→ **PROBLEM TO SOLVE**: Output the listing below verbatim.

'''

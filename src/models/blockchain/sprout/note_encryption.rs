//! In-band encryption of Sprout note plaintexts to a payment address.
//!
//! The sender picks one ephemeral Curve25519 key per JoinSplit and performs
//! a Diffie-Hellman exchange with each output's `pk_enc`. The symmetric key
//! is a personalised BLAKE2b digest of `h_sig`, the shared secret, the
//! ephemeral public key and `pk_enc`, with the output index in the
//! personalisation so that the two outputs of a JoinSplit never share a key.
//! The payload is sealed with AES-256-GCM under an all-zero nonce, which is
//! sound because every key is used exactly once.

use std::fmt;

use aead::Aead;
use aead::Key;
use aead::KeyInit;
use aes_gcm::Aes256Gcm;
use aes_gcm::Nonce;
use curve25519_dalek::montgomery::MontgomeryPoint;
use rand::Rng;
use serde::Deserialize;
use serde::Serialize;
use zeroize::Zeroize;

use super::keys::clamp_curve25519;
use super::keys::SproutReceivingKey;
use crate::models::blockchain::digest::blake2b_personal;
use crate::models::blockchain::digest::byte_array;
use crate::models::blockchain::digest::Hash256;

pub const NOTE_PLAINTEXT_SIZE: usize = 1 + 8 + 32 + 32 + 512;
pub const NOTE_CIPHERTEXT_SIZE: usize = NOTE_PLAINTEXT_SIZE + 16;

const GCM_NONCE: [u8; 12] = [0u8; 12];

/// represents a note decryption error
#[derive(Debug, thiserror::Error)]
pub enum DecryptError {
    #[error("ephemeral key is a low-order point")]
    LowOrderPoint,

    #[error("decryption failed")]
    DecryptionFailed(#[from] aead::Error),

    #[error("decrypted plaintext has length {0}, expected {NOTE_PLAINTEXT_SIZE}")]
    InvalidLength(usize),

    #[error("invalid note plaintext: {0}")]
    InvalidPlaintext(String),
}

/// represents a note encryption error
#[derive(Debug, thiserror::Error)]
pub enum EncryptError {
    #[error("note encryption nonce exhausted")]
    NonceExhausted,

    #[error("recipient encryption key is a low-order point")]
    LowOrderPoint,

    #[error("encryption failed")]
    EncryptionFailed(#[from] aead::Error),

    #[error("ciphertext has length {0}, expected {NOTE_CIPHERTEXT_SIZE}")]
    InvalidLength(usize),
}

#[derive(Clone, PartialEq, Eq, Serialize, Deserialize)]
pub struct NoteCiphertext(#[serde(with = "byte_array")] [u8; NOTE_CIPHERTEXT_SIZE]);

impl NoteCiphertext {
    pub fn as_bytes(&self) -> &[u8; NOTE_CIPHERTEXT_SIZE] {
        &self.0
    }
}

impl fmt::Debug for NoteCiphertext {
    fn fmt(&self, f: &mut fmt::Formatter<'_>) -> fmt::Result {
        write!(f, "NoteCiphertext({}..)", hex::encode(&self.0[..8]))
    }
}

fn kdf(dh: &[u8; 32], epk: &[u8; 32], pk_enc: &[u8; 32], h_sig: &Hash256, nonce: u8) -> Key<Aes256Gcm> {
    let mut personal = [0u8; 16];
    personal[..8].copy_from_slice(b"ZcashKDF");
    personal[8] = nonce;
    let key = blake2b_personal(&personal, &[h_sig.as_bytes(), dh, epk, pk_enc]);
    Key::<Aes256Gcm>::from(key.to_bytes())
}

/// Encrypts the outputs of one JoinSplit under a shared ephemeral key.
pub struct NoteEncryption {
    esk: [u8; 32],
    epk: [u8; 32],
    h_sig: Hash256,
    nonce: u8,
}

impl NoteEncryption {
    pub fn new<R: Rng + ?Sized>(h_sig: Hash256, rng: &mut R) -> Self {
        let mut esk: [u8; 32] = rng.random();
        clamp_curve25519(&mut esk);
        let epk = MontgomeryPoint::mul_base_clamped(esk).to_bytes();
        Self {
            esk,
            epk,
            h_sig,
            nonce: 0,
        }
    }

    /// The ephemeral public key, published in the JoinSplit description.
    pub fn epk(&self) -> [u8; 32] {
        self.epk
    }

    /// Encrypt the next output. The n-th call uses nonce n, so the caller
    /// must encrypt outputs in slot order.
    pub fn encrypt(
        &mut self,
        pk_enc: &[u8; 32],
        plaintext: &[u8; NOTE_PLAINTEXT_SIZE],
    ) -> Result<NoteCiphertext, EncryptError> {
        if self.nonce == u8::MAX {
            return Err(EncryptError::NonceExhausted);
        }

        // 1. shared secret with the recipient
        let dh = MontgomeryPoint(*pk_enc).mul_clamped(self.esk).to_bytes();
        if dh == [0u8; 32] {
            return Err(EncryptError::LowOrderPoint);
        }

        // 2. derive the one-time symmetric key
        let key = kdf(&dh, &self.epk, pk_enc, &self.h_sig, self.nonce);
        self.nonce += 1;

        // 3. seal
        let cipher = Aes256Gcm::new(&key);
        let ciphertext = cipher.encrypt(Nonce::from_slice(&GCM_NONCE), plaintext.as_ref())?;
        let len = ciphertext.len();
        ciphertext
            .try_into()
            .map(NoteCiphertext)
            .map_err(|_| EncryptError::InvalidLength(len))
    }
}

impl fmt::Debug for NoteEncryption {
    fn fmt(&self, f: &mut fmt::Formatter<'_>) -> fmt::Result {
        f.debug_struct("NoteEncryption")
            .field("epk", &hex::encode(self.epk))
            .field("h_sig", &self.h_sig)
            .field("nonce", &self.nonce)
            .finish_non_exhaustive()
    }
}

impl Drop for NoteEncryption {
    fn drop(&mut self) {
        self.esk.zeroize();
    }
}

/// Decrypts notes sent to the address of one receiving key.
#[derive(Debug, Clone)]
pub struct NoteDecryption {
    sk_enc: SproutReceivingKey,
    pk_enc: [u8; 32],
}

impl NoteDecryption {
    pub fn new(sk_enc: SproutReceivingKey) -> Self {
        let pk_enc = sk_enc.pk_enc();
        Self { sk_enc, pk_enc }
    }

    pub fn decrypt(
        &self,
        ciphertext: &NoteCiphertext,
        epk: &[u8; 32],
        h_sig: &Hash256,
        nonce: u8,
    ) -> Result<[u8; NOTE_PLAINTEXT_SIZE], DecryptError> {
        // 1. shared secret with the sender's ephemeral key
        let dh = MontgomeryPoint(*epk)
            .mul_clamped(*self.sk_enc.as_bytes())
            .to_bytes();
        if dh == [0u8; 32] {
            return Err(DecryptError::LowOrderPoint);
        }

        // 2. derive the symmetric key the sender used
        let key = kdf(&dh, epk, &self.pk_enc, h_sig, nonce);

        // 3. open
        let cipher = Aes256Gcm::new(&key);
        let plaintext = cipher.decrypt(Nonce::from_slice(&GCM_NONCE), ciphertext.0.as_ref())?;
        let len = plaintext.len();
        plaintext
            .try_into()
            .map_err(|_| DecryptError::InvalidLength(len))
    }
}
pub mod change_policy;
pub mod keystore;
pub mod sprout_tree_view;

'''

→ **EXERCISE RESULT**:
filename src/models/blockchain/sprout/note_encryption.rs
//! In-band encryption of Sprout note plaintexts to a payment address.
//!
//! The sender picks one ephemeral Curve25519 key per JoinSplit and performs
//! a Diffie-Hellman exchange with each output's `pk_enc`. The symmetric key
//! is a personalised BLAKE2b digest of `h_sig`, the shared secret, the
//! ephemeral public key and `pk_enc`, with the output index in the
//! personalisation so that the two outputs of a JoinSplit never share a key.
//! The payload is sealed with AES-256-GCM under an all-zero nonce, which is
//! sound because every key is used exactly once.

use std::fmt;

use aead::Aead;
use aead::Key;
use aead::KeyInit;
use aes_gcm::Aes256Gcm;
use aes_gcm::Nonce;
use curve25519_dalek::montgomery::MontgomeryPoint;
use rand::Rng;
use serde::Deserialize;
use serde::Serialize;
use zeroize::Zeroize;

use super::keys::clamp_curve25519;
use super::keys::SproutReceivingKey;
use crate::models::blockchain::digest::blake2b_personal;
use crate::models::blockchain::digest::byte_array;
use crate::models::blockchain::digest::Hash256;

pub const NOTE_PLAINTEXT_SIZE: usize = 1 + 8 + 32 + 32 + 512;
pub const NOTE_CIPHERTEXT_SIZE: usize = NOTE_PLAINTEXT_SIZE + 16;

const GCM_NONCE: [u8; 12] = [0u8; 12];

/// represents a note decryption error
#[derive(Debug, thiserror::Error)]
pub enum DecryptError {
    #[error("ephemeral key is a low-order point")]
    LowOrderPoint,

    #[error("decryption failed")]
    DecryptionFailed(#[from] aead::Error),

    #[error("decrypted plaintext has length {0}, expected {NOTE_PLAINTEXT_SIZE}")]
    InvalidLength(usize),

    #[error("invalid note plaintext: {0}")]
    InvalidPlaintext(String),
}

/// represents a note encryption error
#[derive(Debug, thiserror::Error)]
pub enum EncryptError {
    #[error("note encryption nonce exhausted")]
    NonceExhausted,

    #[error("recipient encryption key is a low-order point")]
    LowOrderPoint,

    #[error("encryption failed")]
    EncryptionFailed(#[from] aead::Error),

    #[error("ciphertext has length {0}, expected {NOTE_CIPHERTEXT_SIZE}")]
    InvalidLength(usize),
}

#[derive(Clone, PartialEq, Eq, Serialize, Deserialize)]
pub struct NoteCiphertext(#[serde(with = "byte_array")] [u8; NOTE_CIPHERTEXT_SIZE]);

impl NoteCiphertext {
    pub fn as_bytes(&self) -> &[u8; NOTE_CIPHERTEXT_SIZE] {
        &self.0
    }
}

impl fmt::Debug for NoteCiphertext {
    fn fmt(&self, f: &mut fmt::Formatter<'_>) -> fmt::Result {
        write!(f, "NoteCiphertext({}..)", hex::encode(&self.0[..8]))
    }
}

fn kdf(dh: &[u8; 32], epk: &[u8; 32], pk_enc: &[u8; 32], h_sig: &Hash256, nonce: u8) -> Key<Aes256Gcm> {
    let mut personal = [0u8; 16];
    personal[..8].copy_from_slice(b"ZcashKDF");
    personal[8] = nonce;
    let key = blake2b_personal(&personal, &[h_sig.as_bytes(), dh, epk, pk_enc]);
    Key::<Aes256Gcm>::from(key.to_bytes())
}

/// Encrypts the outputs of one JoinSplit under a shared ephemeral key.
pub struct NoteEncryption {
    esk: [u8; 32],
    epk: [u8; 32],
    h_sig: Hash256,
    nonce: u8,
}

impl NoteEncryption {
    pub fn new<R: Rng + ?Sized>(h_sig: Hash256, rng: &mut R) -> Self {
        let mut esk: [u8; 32] = rng.random();
        clamp_curve25519(&mut esk);
        let epk = MontgomeryPoint::mul_base_clamped(esk).to_bytes();
        Self {
            esk,
            epk,
            h_sig,
            nonce: 0,
        }
    }

    /// The ephemeral public key, published in the JoinSplit description.
    pub fn epk(&self) -> [u8; 32] {
        self.epk
    }

    /// Encrypt the next output. The n-th call uses nonce n, so the caller
    /// must encrypt outputs in slot order.
    pub fn encrypt(
        &mut self,
        pk_enc: &[u8; 32],
        plaintext: &[u8; NOTE_PLAINTEXT_SIZE],
    ) -> Result<NoteCiphertext, EncryptError> {
        if self.nonce == u8::MAX {
            return Err(EncryptError::NonceExhausted);
        }

        // 1. shared secret with the recipient
        let dh = MontgomeryPoint(*pk_enc).mul_clamped(self.esk).to_bytes();
        if dh == [0u8; 32] {
            return Err(EncryptError::LowOrderPoint);
        }

        // 2. derive the one-time symmetric key
        let key = kdf(&dh, &self.epk, pk_enc, &self.h_sig, self.nonce);
        self.nonce += 1;

        // 3. seal
        let cipher = Aes256Gcm::new(&key);
        let ciphertext = cipher.encrypt(Nonce::from_slice(&GCM_NONCE), plaintext.as_ref())?;
        let len = ciphertext.len();
        ciphertext
            .try_into()
            .map(NoteCiphertext)
            .map_err(|_| EncryptError::InvalidLength(len))
    }
}

impl fmt::Debug for NoteEncryption {
    fn fmt(&self, f: &mut fmt::Formatter<'_>) -> fmt::Result {
        f.debug_struct("NoteEncryption")
            .field("epk", &hex::encode(self.epk))
            .field("h_sig", &self.h_sig)
            .field("nonce", &self.nonce)
            .finish_non_exhaustive()
    }
}

impl Drop for NoteEncryption {
    fn drop(&mut self) {
        self.esk.zeroize();
    }
}

/// Decrypts notes sent to the address of one receiving key.
#[derive(Debug, Clone)]
pub struct NoteDecryption {
    sk_enc: SproutReceivingKey,
    pk_enc: [u8; 32],
}

impl NoteDecryption {
    pub fn new(sk_enc: SproutReceivingKey) -> Self {
        let pk_enc = sk_enc.pk_enc();
        Self { sk_enc, pk_enc }
    }

    pub fn decrypt(
        &self,
        ciphertext: &NoteCiphertext,
        epk: &[u8; 32],
        h_sig: &Hash256,
        nonce: u8,
    ) -> Result<[u8; NOTE_PLAINTEXT_SIZE], DecryptError> {
        // 1. shared secret with the sender's ephemeral key
        let dh = MontgomeryPoint(*epk)
            .mul_clamped(*self.sk_enc.as_bytes())
            .to_bytes();
        if dh == [0u8; 32] {
            return Err(DecryptError::LowOrderPoint);
        }

        // 2. derive the symmetric key the sender used
        let key = kdf(&dh, epk, &self.pk_enc, h_sig, nonce);

        // 3. open
        let cipher = Aes256Gcm::new(&key);
        let plaintext = cipher.decrypt(Nonce::from_slice(&GCM_NONCE), ciphertext.0.as_ref())?;
        let len = plaintext.len();
        plaintext
            .try_into()
            .map_err(|_| DecryptError::InvalidLength(len))
    }
}
pub mod change_policy;
pub mod keystore;
pub mod sprout_tree_view;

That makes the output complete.